Em abril, Pedro Sánchez e Pablo Iglesias tinham a faca e o queijo na mão. Uma aliança entre as formações que lideram, o PSOE e o Podemos, asseguraria um governo estável a uma Espanha abalada pelo divisionismo catalão, a ascensão da ultradireita e a estagnação econômica.
Refém dos pequenos barões do partido e traumatizado pela extinção fulminante do Partido Socialista francês, Sánchez optou por provocar um novo pleito.
Objetivo atingido para Iglesias, idealizador da estratégia de desgaste permanente dos socialistas que motivou a dissidência do seu antigo braço direito, Íñigo Errejón, fundador do Más España.
Os dois líderes da esquerda irreconciliável são os grandes derrotados do pleito deste domingo (10). O PSOE perdeu três cadeiras no Parlamento, e o Podemos, sete. Aspecto ainda mais importante, os dois perderam a capacidade de formarem um governo juntos.
A crise de governabilidade é agravada pela situação da direita, rachada entre o Partido Popular, de centro-direita, e o novato Vox, de ultradireita, que duplicou seu número de deputados.

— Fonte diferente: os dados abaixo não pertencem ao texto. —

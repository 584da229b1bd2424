//! Tensor descriptors.

use alloc::string::String;
use core::cmp::Ordering;
use core::fmt;
use core::ops::Index;

use serde::{Deserialize, Serialize};
use smallvec::SmallVec;

use super::data_type::DataType;
use crate::xml::{indent, push_attr};

/// Inline capacity for per-tensor lists; contractions rarely exceed this.
pub(crate) const INLINE_DIMS: usize = 8;

/// A single tensor dimension.
#[derive(
    Debug, Clone, Copy, PartialEq, Eq, PartialOrd, Ord, Hash, Default, Serialize, Deserialize,
)]
pub struct Dimension {
    /// Distance in elements between consecutive entries along this dimension.
    pub stride: usize,
    /// Number of entries along this dimension.
    pub size: usize,
}

impl Dimension {
    pub fn new(stride: usize, size: usize) -> Self {
        Self { stride, size }
    }
}

/// Shape, strides and element type of a tensor.
#[derive(Debug, Clone, PartialEq, Eq, Hash, Serialize, Deserialize)]
pub struct Tensor {
    data_type: DataType,
    dimensions: SmallVec<[Dimension; INLINE_DIMS]>,
}

impl Tensor {
    pub fn new(data_type: DataType, dimensions: impl IntoIterator<Item = Dimension>) -> Self {
        Self {
            data_type,
            dimensions: dimensions.into_iter().collect(),
        }
    }

    /// Creates a densely packed tensor, first dimension fastest.
    ///
    /// Strides saturate at `usize::MAX`, like [`Tensor::num_elements`].
    pub fn packed(data_type: DataType, sizes: &[usize]) -> Self {
        let mut stride: usize = 1;
        let dimensions = sizes.iter().map(|&size| {
            let dim = Dimension::new(stride, size);
            stride = stride.saturating_mul(size);
            dim
        });
        Self::new(data_type, dimensions)
    }

    #[inline]
    pub fn data_type(&self) -> DataType {
        self.data_type
    }

    #[inline]
    pub fn num_dims(&self) -> usize {
        self.dimensions.len()
    }

    #[inline]
    pub fn dimensions(&self) -> &[Dimension] {
        &self.dimensions
    }

    /// Returns the dimension at `position`, if any.
    #[inline]
    pub fn dim(&self, position: usize) -> Option<&Dimension> {
        self.dimensions.get(position)
    }

    /// Number of elements, 1 for a tensor without dimensions.
    pub fn num_elements(&self) -> u64 {
        self.dimensions
            .iter()
            .fold(1u64, |acc, dim| acc.saturating_mul(dim.size as u64))
    }

    /// Renders the tensor as a `<T{name} ... />` element.
    pub fn to_string_xml(&self, indent_level: usize, name: &str) -> String {
        let mut state = indent(indent_level);
        state.push_str("<T");
        state.push_str(name);
        push_attr(&mut state, "t", self.data_type.tag());
        push_attr(&mut state, "n", self.num_dims());
        for (i, dim) in self.dimensions.iter().enumerate() {
            push_attr(&mut state, &alloc::format!("st{i}"), dim.stride);
            push_attr(&mut state, &alloc::format!("sz{i}"), dim.size);
        }
        state.push_str(" />\n");
        state
    }
}

impl Index<usize> for Tensor {
    type Output = Dimension;

    fn index(&self, position: usize) -> &Dimension {
        &self.dimensions[position]
    }
}

impl Ord for Tensor {
    fn cmp(&self, other: &Self) -> Ordering {
        (self.data_type, self.num_dims(), self.dimensions())
            .cmp(&(other.data_type, other.num_dims(), other.dimensions()))
    }
}

impl PartialOrd for Tensor {
    fn partial_cmp(&self, other: &Self) -> Option<Ordering> {
        Some(self.cmp(other))
    }
}

impl fmt::Display for Tensor {
    fn fmt(&self, f: &mut fmt::Formatter<'_>) -> fmt::Result {
        write!(f, "{}[", self.data_type)?;
        for (i, dim) in self.dimensions.iter().enumerate() {
            if i > 0 {
                write!(f, ",")?;
            }
            write!(f, "{}", dim.size)?;
        }
        write!(f, "]")
    }
}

Os extremistas se beneficiaram do cansaço dos eleitores —era a quarta eleição em quatro anos— e da situação explosiva da Catalunha. Chegaram em primeiro em regiões importantes, como Múrcia, e emergiram como a terceira força eleitoral da Espanha.
Contrariando a tese de que os extremos se retroalimentam, o Vox cresceu nas costas dos “centristas radicais” dos Cidadãos.
O partido de Alberto Rivera, que pretendia replicar a revolução de Emmanuel Macron na França, esteve às portas do poder nos últimos quatro anos.
Mas ele se recusou a selar uma aliança com socialistas ou conservadores, por medo de perder sua aura.
Rivera terminou apontado como principal responsável pela crise de governabilidade, e seu partido perdeu 40 dos seus 57 deputados neste pleito.
Exasperados pela inércia, seus eleitores radicalizaram e votaram em massa no Vox. Um desastre eleitoral para Rivera, que anunciou sua demissão na manhã desta segunda-feira (11).
Os resultados permitem a formação de duas alianças de governo que podem potencializar a radicalização.
A primeira é um bloco de centro formado pelos dois partidos que dominavam a social-democracia espanhola até ontem, o PSOE e o PP.
Um pacto suicida, dado que os eleitores mais ideológicos das duas legendas se deslocariam para o Vox e para as formações independentistas.
A segunda seria uma aliança alargada entre PSOE e pequenos partidos, que levaria a um acirramento ainda maior da direita, totalmente oposta a qualquer negociação com os movimentos pró-independência da Catalunha.
Resta convocar novas eleições e assumir o risco de o Vox forçar uma aliança com o PP.
Tal como na Alemanha, os barões regionais da centro-direita parecem cada vez mais dispostos a derrubar o famoso cordão sanitário e desenvolver acordos de governo com movimentos extremistas.
Se as atuais tendências eleitorais persistirem, a Europa pode se deparar com a ultradireita no poder na Alemanha, na Espanha e na Itália numa questão de meses.